Future Doctor Helps Other Undocumented Students Plan For The Future

Jefferson Award Winner Launched Group For Potential Health Care Workers

SAN FRANCISCO (KPIX 5) Going to medical school is no easy task, especially for Jirayut Latthivongskorn.

Latthivongskorn left his native country of Thailand at the age of nine with his family to pursue the American dream.

“The main reason that we moved to the U.S. was the financial and economic difficulties that we were facing back in Thailand,” said Latthivongskorn. “For my parents, moving to America was the best and only choice.”

Once they were in America, Latthivongskorn’s parents worked in restaurants to make ends meet and they encouraged him to pursue an education.

He graduated from UC Berkeley with a degree in molecular and cell biology, but his teachers and advisers told him that that would be the highest level of education he would ever reach because of his undocumented immigration status.

“Medical school is one of the worst pathways you can take because there is the maximum number of barriers in terms of immigration status, explained Latthivongskorn. “Fortunately I am a little bit stubborn and when I do hear ‘No,’ I have been able to channel it as motivation to really keep going,”

So Latthivongskorn, with Denisse Rojas and Angel Ku, started a nonprofit called Pre-Health Dreamers. While controversial, the group helps other undocumented students who were pursuing a higher education in the medical field. Three and a half years later, Pre-Health Dreamers’ network now consists of 450 undocumented students, one third of them in the Bay Area.

“I didn’t know if it would be possible to go to med school. My peers didn’t know if it would be possible to pursue a PhD or nursing and no one out there was talking about it,” said Latthivongskorn. “Yet we knew that there were so many of us.”

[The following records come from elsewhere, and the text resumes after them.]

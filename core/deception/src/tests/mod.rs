// Path and File Name : /home/decepticloud/core/deception/src/tests/mod.rs
// Author: nXxBku0CKFAJCBN3X1g3bQk7OxYQylg8CMw1iGsq7gU
// Details of functionality of this file: Test tree for the deception environment crate

#[cfg(test)]
mod registry_tests;
#[cfg(test)]
mod reward_tests;
#[cfg(test)]
mod teardown_tests;
#[cfg(test)]
mod integration_tests;
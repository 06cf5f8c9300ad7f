// Path and File Name : /home/decepticloud/core/trainer/src/config.rs
// Author: nXxBku0CKFAJCBN3X1g3bQk7OxYQylg8CMw1iGsq7gU
// Details of functionality of this file: Agent hyperparameters and run configuration - environment-driven with fail-closed validation

use std::path::PathBuf;

use decepticloud_deception::config::env_u64;

use crate::errors::TrainerError;

/// DQN hyperparameters.
#[derive(Debug, Clone, PartialEq)]
pub struct AgentConfig {
    pub gamma: f64,
    pub learning_rate: f64,
    pub epsilon_start: f64,
    pub epsilon_min: f64,
    pub epsilon_decay: f64,
    pub memory_size: usize,
    pub batch_size: usize,
    /// Gradient steps between target network syncs.
    pub sync_interval: u64,
    pub hidden_size: usize,
    pub seed: Option<u64>,
}

impl Default for AgentConfig {
    fn default() -> Self {
        Self {
            gamma: 0.95,
            learning_rate: 0.001,
            epsilon_start: 1.0,
            epsilon_min: 0.01,
            epsilon_decay: 0.995,
            memory_size: 2000,
            batch_size: 32,
            sync_interval: 100,
            hidden_size: 24,
            seed: None,
        }
    }
}

impl AgentConfig {
    pub fn from_env() -> Result<Self, TrainerError> {
        let defaults = Self::default();
        let config = Self {
            gamma: env_f64("DECEPTICLOUD_GAMMA", defaults.gamma)?,
            learning_rate: env_f64("DECEPTICLOUD_LEARNING_RATE", defaults.learning_rate)?,
            epsilon_start: env_f64("DECEPTICLOUD_EPSILON_START", defaults.epsilon_start)?,
            epsilon_min: env_f64("DECEPTICLOUD_EPSILON_MIN", defaults.epsilon_min)?,
            epsilon_decay: env_f64("DECEPTICLOUD_EPSILON_DECAY", defaults.epsilon_decay)?,
            memory_size: env_usize("DECEPTICLOUD_MEMORY_SIZE", defaults.memory_size)?,
            batch_size: env_usize("DECEPTICLOUD_BATCH_SIZE", defaults.batch_size)?,
            sync_interval: env_u64("DECEPTICLOUD_SYNC_INTERVAL", defaults.sync_interval)?,
            hidden_size: defaults.hidden_size,
            seed: env_optional_u64("DECEPTICLOUD_SEED")?,
        };
        config.validate()?;
        Ok(config)
    }

    /// FAIL-CLOSED: every hyperparameter must be in range.
    pub fn validate(&self) -> Result<(), TrainerError> {
        let fail = |msg: String| Err(TrainerError::ConfigurationError(format!("FAIL-CLOSED: {}", msg)));

        if !(0.0..=1.0).contains(&self.gamma) {
            return fail(format!("gamma must be in [0, 1] (got {})", self.gamma));
        }
        if !(self.learning_rate.is_finite() && self.learning_rate > 0.0) {
            return fail(format!("learning rate must be > 0 (got {})", self.learning_rate));
        }
        if !(0.0..=1.0).contains(&self.epsilon_start) || !(0.0..=1.0).contains(&self.epsilon_min) {
            return fail("epsilon values must be in [0, 1]".to_string());
        }
        if self.epsilon_min > self.epsilon_start {
            return fail(format!(
                "epsilon_min {} exceeds epsilon_start {}",
                self.epsilon_min, self.epsilon_start
            ));
        }
        if !(self.epsilon_decay > 0.0 && self.epsilon_decay <= 1.0) {
            return fail(format!("epsilon decay must be in (0, 1] (got {})", self.epsilon_decay));
        }
        if self.batch_size == 0 {
            return fail("batch size must be >= 1".to_string());
        }
        if self.memory_size < self.batch_size {
            return fail(format!(
                "memory size {} smaller than batch size {}",
                self.memory_size, self.batch_size
            ));
        }
        if self.sync_interval == 0 {
            return fail("sync interval must be >= 1".to_string());
        }
        if self.hidden_size == 0 {
            return fail("hidden layer size must be >= 1".to_string());
        }
        Ok(())
    }
}

/// Run length and output location.
#[derive(Debug, Clone, PartialEq, Eq)]
pub struct TrainingConfig {
    pub episodes: usize,
    pub timesteps_per_episode: usize,
    pub results_dir: PathBuf,
}

impl Default for TrainingConfig {
    fn default() -> Self {
        Self {
            episodes: 5,
            timesteps_per_episode: 24,
            results_dir: PathBuf::from("results"),
        }
    }
}

impl TrainingConfig {
    pub fn from_env() -> Result<Self, TrainerError> {
        let defaults = Self::default();
        let config = Self {
            episodes: env_usize("DECEPTICLOUD_EPISODES", defaults.episodes)?,
            timesteps_per_episode: env_usize("DECEPTICLOUD_TIMESTEPS", defaults.timesteps_per_episode)?,
            results_dir: std::env::var("DECEPTICLOUD_RESULTS_DIR")
                .ok()
                .filter(|v| !v.trim().is_empty())
                .map(PathBuf::from)
                .unwrap_or(defaults.results_dir),
        };
        config.validate()?;
        Ok(config)
    }

    pub fn validate(&self) -> Result<(), TrainerError> {
        if self.episodes == 0 || self.timesteps_per_episode == 0 {
            return Err(TrainerError::ConfigurationError(
                "FAIL-CLOSED: episodes and timesteps per episode must be >= 1".to_string(),
            ));
        }
        Ok(())
    }
}

fn env_f64(name: &str, default: f64) -> Result<f64, TrainerError> {
    match std::env::var(name) {
        Ok(raw) => {
            let value = raw.trim().parse::<f64>().map_err(|e| {
                TrainerError::ConfigurationError(format!("FAIL-CLOSED: invalid {} '{}': {}", name, raw, e))
            })?;
            if !value.is_finite() {
                return Err(TrainerError::ConfigurationError(format!(
                    "FAIL-CLOSED: {} must be finite",
                    name
                )));
            }
            Ok(value)
        }
        Err(_) => Ok(default),
    }
}

fn env_usize(name: &str, default: usize) -> Result<usize, TrainerError> {
    let value = env_u64(name, default as u64)?;
    usize::try_from(value)
        .map_err(|_| TrainerError::ConfigurationError(format!("FAIL-CLOSED: {} out of range", name)))
}

fn env_optional_u64(name: &str) -> Result<Option<u64>, TrainerError> {
    match std::env::var(name) {
        Ok(raw) if !raw.trim().is_empty() => raw.trim().parse::<u64>().map(Some).map_err(|e| {
            TrainerError::ConfigurationError(format!("FAIL-CLOSED: invalid {} '{}': {}", name, raw, e))
        }),
        _ => Ok(None),
    }
}
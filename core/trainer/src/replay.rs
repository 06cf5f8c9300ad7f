// Path and File Name : /home/decepticloud/core/trainer/src/replay.rs
// Author: nXxBku0CKFAJCBN3X1g3bQk7OxYQylg8CMw1iGsq7gU
// Details of functionality of this file: Experience replay - immutable transitions in a bounded FIFO ring, uniform sampling without replacement, lock-guarded shared variant

use std::collections::VecDeque;
use std::sync::Arc;
use parking_lot::Mutex;
use rand::seq::index::sample;
use rand::Rng;
use serde::{Deserialize, Serialize};

use decepticloud_deception::{Action, State};

/// One `(s, a, r, s', terminal)` experience. Never mutated after insertion.
#[derive(Debug, Clone, Copy, PartialEq, Serialize, Deserialize)]
pub struct Transition {
    pub state: State,
    pub action: Action,
    pub reward: f64,
    pub next_state: State,
    pub terminal: bool,
}

impl Transition {
    pub fn new(state: State, action: Action, reward: f64, next_state: State, terminal: bool) -> Self {
        Self {
            state,
            action,
            reward,
            next_state,
            terminal,
        }
    }
}

/// Bounded FIFO; the oldest transition is evicted once capacity is reached.
#[derive(Debug, Clone)]
pub struct ReplayBuffer {
    buffer: VecDeque<Transition>,
    capacity: usize,
}

impl ReplayBuffer {
    pub fn new(capacity: usize) -> Self {
        let capacity = capacity.max(1);
        Self {
            buffer: VecDeque::with_capacity(capacity),
            capacity,
        }
    }

    pub fn push(&mut self, transition: Transition) {
        if self.buffer.len() >= self.capacity {
            self.buffer.pop_front();
        }
        self.buffer.push_back(transition);
    }

    /// `batch_size` distinct entries chosen uniformly, or `None` if the buffer is smaller.
    pub fn sample<R: Rng + ?Sized>(&self, rng: &mut R, batch_size: usize) -> Option<Vec<Transition>> {
        if batch_size == 0 || self.buffer.len() < batch_size {
            return None;
        }
        Some(
            sample(rng, self.buffer.len(), batch_size)
                .into_iter()
                .map(|i| self.buffer[i])
                .collect(),
        )
    }

    pub fn len(&self) -> usize {
        self.buffer.len()
    }

    pub fn is_empty(&self) -> bool {
        self.buffer.is_empty()
    }

    pub fn capacity(&self) -> usize {
        self.capacity
    }

    /// Oldest first.
    pub fn iter(&self) -> impl Iterator<Item = &Transition> {
        self.buffer.iter()
    }
}

/// Replay buffer shared between concurrently stepped environments.
#[derive(Debug, Clone)]
pub struct SharedReplayBuffer {
    inner: Arc<Mutex<ReplayBuffer>>,
}

impl SharedReplayBuffer {
    pub fn new(capacity: usize) -> Self {
        Self {
            inner: Arc::new(Mutex::new(ReplayBuffer::new(capacity))),
        }
    }

    pub fn push(&self, transition: Transition) {
        self.inner.lock().push(transition);
    }

    pub fn sample<R: Rng + ?Sized>(&self, rng: &mut R, batch_size: usize) -> Option<Vec<Transition>> {
        self.inner.lock().sample(rng, batch_size)
    }

    pub fn len(&self) -> usize {
        self.inner.lock().len()
    }

    pub fn is_empty(&self) -> bool {
        self.inner.lock().is_empty()
    }
}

David Cruz Hernandez is one of those undocumented students who relies on Pre-Health Dreamers’ support. Hernandez’s parents are seasonal farm workers and he was the first one in his family to go to college.

“Its like starting from scratch again, you have to have some support, someone who can help you out,” said Hernandez.

Now Hernandez is pursuing his master’s degree in stem cell research at San Francisco State University and believes that he would be unable to do so without the organization’s support.

“They have all these aspirations but don’t know how to get there, so many questions and so many barriers in their way,” said Latthivongskorn. “Our mission here at Pre-Health Dreamers is to alleviate those barriers and questions, to make that path a little more transparent, a little bit more charted.”

In addition to providing a supportive network, Pre-Health Dreamers also connects undocumented students with legal assistance in order to attain their citizenship.

For helping others like himself pursue a higher education in the medical field, this week’s Jefferson Award winner in the Bay Area is Jirayut Latthivongskorn.